Fornasetti è un nome storicamente legato a Milano, ma anche il rapporto con la città vede contrapposti padre e figlio. «Mio padre la amava molto, a tal punto che l’estate vi rimaneva per lavorare, stoicamente, in giacca e cravatta. Al massimo faceva qualche gita, ma poi tornava sempre qui. Un caldo afoso, umido, un’atmosfera desolata, e lui diceva che era bellissima». Barnaba invece preferisce stare in mezzo alla natura, come negli anni in Toscana:

«Il mio rapporto con Milano lo definirei di odio e amore, soprattutto a causa del clima e dell’inquinamento. D’altra parte la sua estetica è complessa, raccoglie molteplici stili in una sorta di campionario di bellezze di secoli diversi. Proprio nella sua mancanza di un’identità forte – dovuta alle diverse dominazioni storiche di potenze straniere e all’avvicendarsi delle amministrazioni e delle rispettive visioni urbanistiche, spesso solo abbozzate e poi deturpate – Milano ne ha generato una tutta sua, una sorta di identità del disordine»
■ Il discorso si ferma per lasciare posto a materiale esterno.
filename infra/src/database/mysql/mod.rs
//! MySQL repository implementations

pub mod otp_repository_impl;

pub use otp_repository_impl::MySqlOtpRepository;
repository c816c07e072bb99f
pub mod r#trait {
    pub use super::trait_::*;
}
#[path = "trait.rs"]
mod trait_;
pub mod memory;

pub use memory::InMemoryOtpRepository;
pub use r#trait::OtpRepository;
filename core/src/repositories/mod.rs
pub mod otp;

pub use otp::{InMemoryOtpRepository, OtpRepository};
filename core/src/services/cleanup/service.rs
//! OTP cleanup service for periodic removal of expired records

use std::sync::Arc;
use std::time::Duration;
use tokio::task::JoinHandle;
use tracing::{error, info, warn};

use otp_shared::OtpConfig;

use crate::errors::DomainError;
use crate::repositories::OtpRepository;
use crate::services::otp::OtpService;

/// Configuration for the cleanup service
#[derive(Debug, Clone)]
pub struct OtpCleanupConfig {
    /// How often to run cleanup (in seconds)
    pub interval_seconds: u64,
    /// Whether to enable automatic cleanup
    pub enabled: bool,
}

impl Default for OtpCleanupConfig {
    fn default() -> Self {
        Self {
            interval_seconds: 3600, // Run every hour
            enabled: true,
        }
    }
}

impl From<&OtpConfig> for OtpCleanupConfig {
    fn from(config: &OtpConfig) -> Self {
        Self {
            interval_seconds: config.cleanup_interval_seconds,
            enabled: config.cleanup_interval_seconds > 0,
        }
    }
}

/// Periodically deletes records past their expiry
pub struct OtpCleanupService<R: OtpRepository + ?Sized + 'static> {
    otp_service: Arc<OtpService<R>>,
    config: OtpCleanupConfig,
}

impl<R: OtpRepository + ?Sized + 'static> OtpCleanupService<R> {
    pub fn new(otp_service: Arc<OtpService<R>>, config: OtpCleanupConfig) -> Self {
        Self {
            otp_service,
            config,
        }
    }

    /// Run a single cleanup cycle
    pub async fn run_cleanup(&self) -> Result<CleanupResult, DomainError> {
        if !self.config.enabled {
            return Ok(CleanupResult::default());
        }

        let expired_deleted = self.otp_service.purge_expired().await?;
        if expired_deleted > 0 {
            info!(deleted = expired_deleted, "Deleted expired OTP records");
        }

        Ok(CleanupResult { expired_deleted })
    }

    /// Spawn the periodic sweep on the tokio runtime
    ///
    /// A failed cycle is logged and retried on the next tick.
    pub fn start_background_task(self: Arc<Self>) -> Option<JoinHandle<()>> {
        if !self.config.enabled {
            warn!("OTP cleanup service is disabled");
            return None;
        }
        if self.config.interval_seconds == 0 {
            warn!("OTP cleanup interval is zero, background sweep not started");
            return None;
        }

        let interval = Duration::from_secs(self.config.interval_seconds);

        Some(tokio::spawn(async move {
            info!(
                interval_seconds = self.config.interval_seconds,
                "OTP cleanup service started"
            );

            let mut interval_timer = tokio::time::interval(interval);

            loop {
                interval_timer.tick().await;

                if let Err(e) = self.run_cleanup().await {
                    error!(error = %e, "OTP cleanup cycle failed");
                }
            }
        }))
    }
}

/// Result of a cleanup operation
#[derive(Debug, Default, Clone, Copy, PartialEq, Eq)]
pub struct CleanupResult {
    /// Number of expired records deleted
    pub expired_deleted: u64,
}
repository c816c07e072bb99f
//! Environment configuration module

use serde::{Deserialize, Serialize};
use std::env;

/// Application environment
#[derive(Debug, Clone, Copy, PartialEq, Eq, Default, Deserialize, Serialize)]
#[serde(rename_all = "lowercase")]
pub enum Environment {
    /// Development environment
    #[default]
    Development,
    /// Staging/test environment
    Staging,
    /// Production environment
    Production,
}

impl Environment {
    /// Check if running in development
    pub fn is_development(&self) -> bool {
        matches!(self, Environment::Development)
    }

    /// Get environment from ENV variable
    pub fn from_env() -> Self {
        env::var("ENVIRONMENT")
            .or_else(|_| env::var("ENV"))
            .or_else(|_| env::var("RUST_ENV"))
            .unwrap_or_else(|_| String::from("development"))
            .parse()
            .unwrap_or_default()
    }

    /// Get the configuration file name for this environment
    pub fn config_file(&self) -> &str {
        match self {
            Environment::Development => "config.development.toml",
            Environment::Staging => "config.staging.toml",
            Environment::Production => "config.production.toml",
        }
    }
}

impl std::fmt::Display for Environment {
    fn fmt(&self, f: &mut std::fmt::Formatter<'_>) -> std::fmt::Result {
        match self {
            Environment::Development => write!(f, "development"),
            Environment::Staging => write!(f, "staging"),
            Environment::Production => write!(f, "production"),
        }
    }
}

impl std::str::FromStr for Environment {
    type Err = String;

    fn from_str(s: &str) -> Result<Self, Self::Err> {
        match s.to_lowercase().as_str() {
            "development" | "dev" => Ok(Environment::Development),
            "staging" | "stage" | "test" => Ok(Environment::Staging),
            "production" | "prod" => Ok(Environment::Production),
            _ => Err(format!("Invalid environment: {}", s)),
        }
    }
}

/// Logging configuration
#[derive(Debug, Clone, Deserialize, Serialize)]
pub struct LoggingConfig {
    /// Default filter directive (trace, debug, info, warn, error)
    pub level: String,

    /// Log format (json, pretty, compact)
    #[serde(default = "default_log_format")]
    pub format: LogFormat,
}

impl Default for LoggingConfig {
    fn default() -> Self {
        Self {
            level: String::from("info"),
            format: default_log_format(),
        }
    }
}

impl LoggingConfig {
    /// Create logging config for environment
    ///
    /// Development gets verbose human-readable output; every deployed
    /// environment logs JSON at info.
    pub fn for_environment(env: Environment) -> Self {
        if env.is_development() {
            Self {
                level: String::from("debug"),
                format: LogFormat::Pretty,
            }
        } else {
            Self {
                level: String::from("info"),
                format: LogFormat::Json,
            }
        }
    }

    /// Environment defaults overridden by `LOG_LEVEL` / `LOG_FORMAT`
    pub fn from_env(env: Environment) -> Self {
        let mut config = Self::for_environment(env);
        if let Ok(level) = env::var("LOG_LEVEL") {
            config.level = level;
        }
        if let Some(format) = env::var("LOG_FORMAT").ok().and_then(|v| v.parse().ok()) {
            config.format = format;
        }
        config
    }
}

/// Log format enumeration
#[derive(Debug, Clone, Copy, PartialEq, Eq, Deserialize, Serialize)]
#[serde(rename_all = "lowercase")]
pub enum LogFormat {
    Json,
    Pretty,
    Compact,
}

impl std::str::FromStr for LogFormat {
    type Err = String;

    fn from_str(s: &str) -> Result<Self, Self::Err> {
        match s.to_lowercase().as_str() {
            "json" => Ok(LogFormat::Json),
            "pretty" => Ok(LogFormat::Pretty),
            "compact" => Ok(LogFormat::Compact),
            _ => Err(format!("Invalid log format: {}", s)),
        }
    }
}

fn default_log_format() -> LogFormat {
    LogFormat::Pretty
}

#[cfg(test)]
mod tests {
    use super::*;

    #[test]
    fn test_environment_from_str() {
        assert_eq!("dev".parse::<Environment>().unwrap(), Environment::Development);
        assert_eq!("staging".parse::<Environment>().unwrap(), Environment::Staging);
        assert_eq!("prod".parse::<Environment>().unwrap(), Environment::Production);
        assert!("invalid".parse::<Environment>().is_err());
    }

    #[test]
    fn test_environment_properties() {
        let dev = Environment::Development;
        assert!(dev.is_development());
        assert_eq!(dev.config_file(), "config.development.toml");
        assert!(!Environment::Production.is_development());
    }

    #[test]
    fn test_logging_config_for_environment() {
        let dev_log = LoggingConfig::for_environment(Environment::Development);
        assert_eq!(dev_log.level, "debug");
        assert_eq!(dev_log.format, LogFormat::Pretty);

        let prod_log = LoggingConfig::for_environment(Environment::Production);
        assert_eq!(prod_log.format, LogFormat::Json);
    }

    #[test]
    fn test_logging_config_non_development_uses_json() {
        for env in [Environment::Staging, Environment::Production] {
            let log = LoggingConfig::for_environment(env);
            assert_eq!(log.level, "info");
            assert_eq!(log.format, LogFormat::Json);
        }
    }

    #[test]
    fn test_log_format_from_str() {
        assert_eq!("JSON".parse::<LogFormat>().unwrap(), LogFormat::Json);
        assert!("xml".parse::<LogFormat>().is_err());
    }
}
//! Value objects representing immutable domain concepts.

pub mod purpose;

pub use purpose::OtpPurpose;
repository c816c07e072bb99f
//! Shared utilities and common types for the SMS OTP service
//!
//! This crate provides functionality used across all server modules:
//! - Configuration types and loading
//! - Utility functions (phone masking for logs)
//! - Health check response types

pub mod config;
pub mod types;
pub mod utils;

// Re-export commonly used items at crate root
pub use config::{
    AppConfig, ConfigError, DatabaseConfig, Environment, LogFormat, LoggingConfig, OtpConfig,
    ServerConfig, SmsConfig, StoreBackend,
};
pub use types::{HealthResponse, HealthStatus, ServiceHealth};
pub use utils::{mask_phone_number, phone};
//! Domain entities representing core business objects.

pub mod otp;

pub use otp::{OtpRecord, OtpStatus, DEFAULT_MAX_ATTEMPTS};
//! Mock SMS Service Implementation
//!
//! Logs SMS messages instead of sending them. The phone number is always
//! masked; the message body is logged only when `log_content` is enabled.

use async_trait::async_trait;
use std::sync::atomic::{AtomicBool, AtomicU64, Ordering};
use std::sync::Arc;
use tracing::{info, warn};
use uuid::Uuid;

use otp_core::services::verification::SmsServiceTrait;
use otp_shared::mask_phone_number;

/// Mock SMS service for development and testing
#[derive(Clone)]
pub struct MockSmsService {
    /// Sender name attached to every logged message
    sender_name: String,
    /// Counter for tracking number of messages sent
    message_count: Arc<AtomicU64>,
    /// Whether to simulate failures (for testing)
    simulate_failure: Arc<AtomicBool>,
    /// Whether the message body is written to the log
    log_content: bool,
}

impl MockSmsService {
    /// Create a new mock SMS service
    pub fn new(sender_name: impl Into<String>) -> Self {
        Self::with_options(sender_name, true, false)
    }

    /// Create a mock service with configurable options
    pub fn with_options(
        sender_name: impl Into<String>,
        log_content: bool,
        simulate_failure: bool,
    ) -> Self {
        Self {
            sender_name: sender_name.into(),
            message_count: Arc::new(AtomicU64::new(0)),
            simulate_failure: Arc::new(AtomicBool::new(simulate_failure)),
            log_content,
        }
    }

    /// Get the total number of messages sent
    pub fn message_count(&self) -> u64 {
        self.message_count.load(Ordering::SeqCst)
    }

    /// Reset the message counter
    pub fn reset_counter(&self) {
        self.message_count.store(0, Ordering::SeqCst);
    }

    /// Enable or disable failure simulation
    pub fn set_simulate_failure(&self, simulate: bool) {
        self.simulate_failure.store(simulate, Ordering::SeqCst);
    }

    pub fn sender_name(&self) -> &str {
        &self.sender_name
    }
}

impl Default for MockSmsService {
    fn default() -> Self {
        Self::new("OTPService")
    }
}

#[async_trait]
impl SmsServiceTrait for MockSmsService {
    async fn send_sms(&self, phone: &str, message: &str) -> Result<String, String> {
        let masked_phone = mask_phone_number(phone);

        if self.simulate_failure.load(Ordering::SeqCst) {
            warn!(
                target: "sms_service",
                provider = "mock",
                phone = %masked_phone,
                "Mock SMS service simulating failure"
            );
            return Err("Simulated SMS sending failure".to_string());
        }

        let message_id = format!("mock_{}", Uuid::new_v4());
        let count = self.message_count.fetch_add(1, Ordering::SeqCst) + 1;

        if self.log_content {
            info!(
                target: "sms_service",
                provider = "mock",
                sender = %self.sender_name,
                phone = %masked_phone,
                message_id = %message_id,
                count = count,
                content = message,
                "SMS sent (mock)"
            );
        } else {
            info!(
                target: "sms_service",
                provider = "mock",
                sender = %self.sender_name,
                phone = %masked_phone,
                message_id = %message_id,
                message_length = message.len(),
                "SMS sent (mock)"
            );
        }

        Ok(message_id)
    }

    fn provider_name(&self) -> &str {
        "Mock"
    }
}
//! Purpose a passcode was issued for

use serde::{Deserialize, Serialize};
use std::fmt;
use std::str::FromStr;

/// Context requiring the code; active codes are partitioned per purpose
#[derive(Debug, Clone, Copy, PartialEq, Eq, Hash, Default, Serialize, Deserialize)]
#[serde(rename_all = "lowercase")]
pub enum OtpPurpose {
    #[default]
    Verification,
    Login,
    Reset,
}

impl OtpPurpose {
    pub fn as_str(&self) -> &'static str {
        match self {
            OtpPurpose::Verification => "verification",
            OtpPurpose::Login => "login",
            OtpPurpose::Reset => "reset",
        }
    }

    /// Wording used in the SMS body ("Your {label} code is ...")
    pub fn label(&self) -> &'static str {
        match self {
            OtpPurpose::Verification => "verification",
            OtpPurpose::Login => "login",
            OtpPurpose::Reset => "password reset",
        }
    }
}

impl fmt::Display for OtpPurpose {
    fn fmt(&self, f: &mut fmt::Formatter<'_>) -> fmt::Result {
        f.write_str(self.as_str())
    }
}

impl FromStr for OtpPurpose {
    type Err = String;

    fn from_str(s: &str) -> Result<Self, Self::Err> {
        match s {
            "verification" => Ok(OtpPurpose::Verification),
            "login" => Ok(OtpPurpose::Login),
            "reset" => Ok(OtpPurpose::Reset),
            other => Err(format!("Unknown OTP purpose: {}", other)),
        }
    }
}

#[cfg(test)]
mod tests {
    use super::*;

    #[test]
    fn test_purpose_string_forms() {
        assert_eq!(OtpPurpose::default(), OtpPurpose::Verification);
        assert_eq!("reset".parse::<OtpPurpose>(), Ok(OtpPurpose::Reset));
        assert!("signup".parse::<OtpPurpose>().is_err());
        assert_eq!(OtpPurpose::Login.to_string(), "login");
        assert_eq!(serde_json::to_string(&OtpPurpose::Reset).unwrap(), "\"reset\"");
    }
}
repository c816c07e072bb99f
//! Domain layer containing the OTP record and its value objects.

pub mod entities;
pub mod value_objects;

pub use entities::*;
pub use value_objects::*;
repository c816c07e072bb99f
//! Main verification service implementation

use std::sync::Arc;
use uuid::Uuid;

use otp_shared::mask_phone_number;

use crate::domain::entities::OtpRecord;
use crate::domain::value_objects::OtpPurpose;
use crate::errors::{DomainError, DomainResult};
use crate::repositories::OtpRepository;
use crate::services::otp::OtpService;

use super::traits::SmsServiceTrait;
use super::types::{
    failure_message, sms_message, OtpStatusResult, ResendOtpResult, SendOtpResult,
    VerifyOtpResult,
};

/// Use-case layer between the transport and the lifecycle engine
pub struct VerificationService<R, S>
where
    R: OtpRepository + ?Sized,
    S: SmsServiceTrait + ?Sized,
{
    otp_service: Arc<OtpService<R>>,
    sms_service: Arc<S>,
}

impl<R, S> VerificationService<R, S>
where
    R: OtpRepository + ?Sized,
    S: SmsServiceTrait + ?Sized,
{
    pub fn new(otp_service: Arc<OtpService<R>>, sms_service: Arc<S>) -> Self {
        Self {
            otp_service,
            sms_service,
        }
    }

    pub fn otp_service(&self) -> &Arc<OtpService<R>> {
        &self.otp_service
    }

    /// Seconds a freshly issued code stays valid
    pub fn expires_in_seconds(&self) -> i64 {
        self.otp_service.config().expires_in_seconds()
    }

    /// Validate the raw phone number, then canonicalise it, before any store access
    fn canonical_phone(&self, raw: &str) -> DomainResult<String> {
        let validator = self.otp_service.phone_validator();
        if !validator.validate(raw) {
            tracing::debug!(
                phone = %mask_phone_number(raw),
                event = "invalid_phone",
                "Rejected phone number"
            );
            return Err(DomainError::InvalidPhoneNumber);
        }
        Ok(validator.normalize(raw))
    }

    fn check_code_format(&self, code: &str) -> DomainResult<()> {
        let expected_length = self.otp_service.config().code_length;
        if code.len() != expected_length || !code.chars().all(|c| c.is_ascii_digit()) {
            return Err(DomainError::InvalidCodeFormat { expected_length });
        }
        Ok(())
    }

    /// Issue a code and send it by SMS
    ///
    /// A delivery failure is returned as an error even though the record
    /// already exists; the caller is expected to resend.
    pub async fn send_otp(&self, phone: &str, purpose: Option<OtpPurpose>) -> DomainResult<SendOtpResult> {
        let purpose = purpose.unwrap_or_default();
        let phone = self.canonical_phone(phone)?;

        tracing::info!(
            phone = %mask_phone_number(&phone),
            purpose = %purpose,
            "Generating OTP"
        );

        let record = self.otp_service.generate(&phone, purpose).await?;
        let message_id = self.deliver(&record).await?;

        tracing::info!(
            phone = %mask_phone_number(&record.phone_number),
            otp_id = %record.id,
            message_id = %message_id,
            event = "otp_sent",
            "OTP sent successfully"
        );

        Ok(SendOtpResult {
            otp_id: record.id,
            phone_number: record.phone_number,
            purpose: record.purpose,
            expires_at: record.expires_at,
            expires_in_seconds: self.expires_in_seconds(),
            message_id,
        })
    }

    /// Verify a code, reporting expected failures in the result
    pub async fn verify_otp(
        &self,
        phone: &str,
        code: &str,
        purpose: Option<OtpPurpose>,
    ) -> DomainResult<VerifyOtpResult> {
        let purpose = purpose.unwrap_or_default();
        let phone = self.canonical_phone(phone)?;
        self.check_code_format(code)?;

        match self.otp_service.verify(&phone, code, purpose).await {
            Ok(record) => Ok(VerifyOtpResult {
                success: true,
                message: "OTP verified successfully".to_string(),
                verified_at: record.verified_at,
                failure: None,
            }),
            Err(e) if e.is_verification_failure() => Ok(VerifyOtpResult {
                success: false,
                message: failure_message(&e).to_string(),
                verified_at: None,
                failure: Some(e),
            }),
            Err(e) => Err(e),
        }
    }

    /// Re-issue a code, subject to the resend cooldown
    pub async fn resend_otp(&self, phone: &str, purpose: Option<OtpPurpose>) -> DomainResult<ResendOtpResult> {
        let purpose = purpose.unwrap_or_default();
        let phone = self.canonical_phone(phone)?;

        tracing::info!(
            phone = %mask_phone_number(&phone),
            purpose = %purpose,
            "Resending OTP"
        );

        let record = self.otp_service.resend(&phone, purpose).await?;
        let message_id = self.deliver(&record).await?;

        tracing::info!(
            phone = %mask_phone_number(&record.phone_number),
            otp_id = %record.id,
            event = "otp_resent",
            "OTP resent successfully"
        );

        Ok(ResendOtpResult {
            otp_id: record.id,
            expires_in_seconds: self.expires_in_seconds(),
            message_id,
        })
    }

    /// Record state without the code
    pub async fn otp_status(&self, id: Uuid) -> DomainResult<OtpStatusResult> {
        let record = self.otp_service.find_by_id(id).await?;
        Ok(OtpStatusResult::from(&record))
    }

    /// Administrative delete
    pub async fn delete_otp(&self, id: Uuid) -> DomainResult<()> {
        self.otp_service.delete(id).await
    }

    async fn deliver(&self, record: &OtpRecord) -> DomainResult<String> {
        let message = sms_message(
            &record.code,
            record.purpose,
            self.otp_service.config().validity_minutes,
        );

        self.sms_service
            .send_sms(&record.phone_number, &message)
            .await
            .map_err(|e| {
                tracing::error!(
                    phone = %mask_phone_number(&record.phone_number),
                    otp_id = %record.id,
                    provider = self.sms_service.provider_name(),
                    error = %e,
                    event = "sms_delivery_failed",
                    "Failed to send SMS"
                );
                DomainError::DeliveryFailed { message: e }
            })
    }
}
Questo campionario di bellezze di secoli diversi si è espresso soprattutto nell’edilizia civile, nelle facciate delle case e nei cortili dei vecchi palazzi. «Gli esiti estetici migliori risalgono all’Ottocento e primi Novecento. Avvicinandosi ai nostri giorni la decorazione è diminuita progressivamente». Le considerazioni estetiche hanno lasciato il posto alle valutazioni economiche e le decorazioni sono state derubricate nel capitolo degli orpelli superflui. 

Tra le poche eccezioni Barnaba Fornasetti indica l’edificio moderno tra via Serbelloni e via Cappuccini, nel quartiere liberty della città, ricoperto da pannelli bianchi che creano sulla facciata motivi vegetali tridimensionali. «Mi piacerebbe collaborare con alcuni architetti per realizzare progetti decorativi sull’edilizia residenziale moderna. Si potrebbe ragionare sui materiali di riciclo, sulla tridimensionalità, sulla modularità, magari approfittando dell’attuale necessità di realizzare cappotti isolanti per gli edifici. La decorazione viene sempre considerata un qualcosa in più, non necessario, in realtà essa non è solo un elemento di piacere estetico ma anche un mezzo espressivo».

Fornasetti 

Oggi Fornasetti è un atelier in cui ogni oggetto è un multiplo d’arte realizzato a mano in edizioni annuali limitate. Lo store dal 2016 si trova in Corso Venezia 21/A: in un palazzo che ospitò Filippo Tommaso Marinetti. A questa produzione si affiancano progetti culturali seguiti dall’associazione Fornasetti Cult. L’azienda ha oltre cento dipendenti. «Fornasetti non si limita a creare prodotti ma è innanzitutto un atelier artistico, un luogo di pensiero e creatività. In ogni oggetto e progetto c’è una storia, una filosofia e un messaggio», spiega Barnaba Fornasetti, a guida dell’azienda.

Nicola Baroni

L’autore non collabora, non lavora né partecipa, non riceve compensi né finanziamenti, da alcuna azienda o organizzazione che possa ricevere vantaggi economici o di sorta dalla pubblicazione di questo articolo.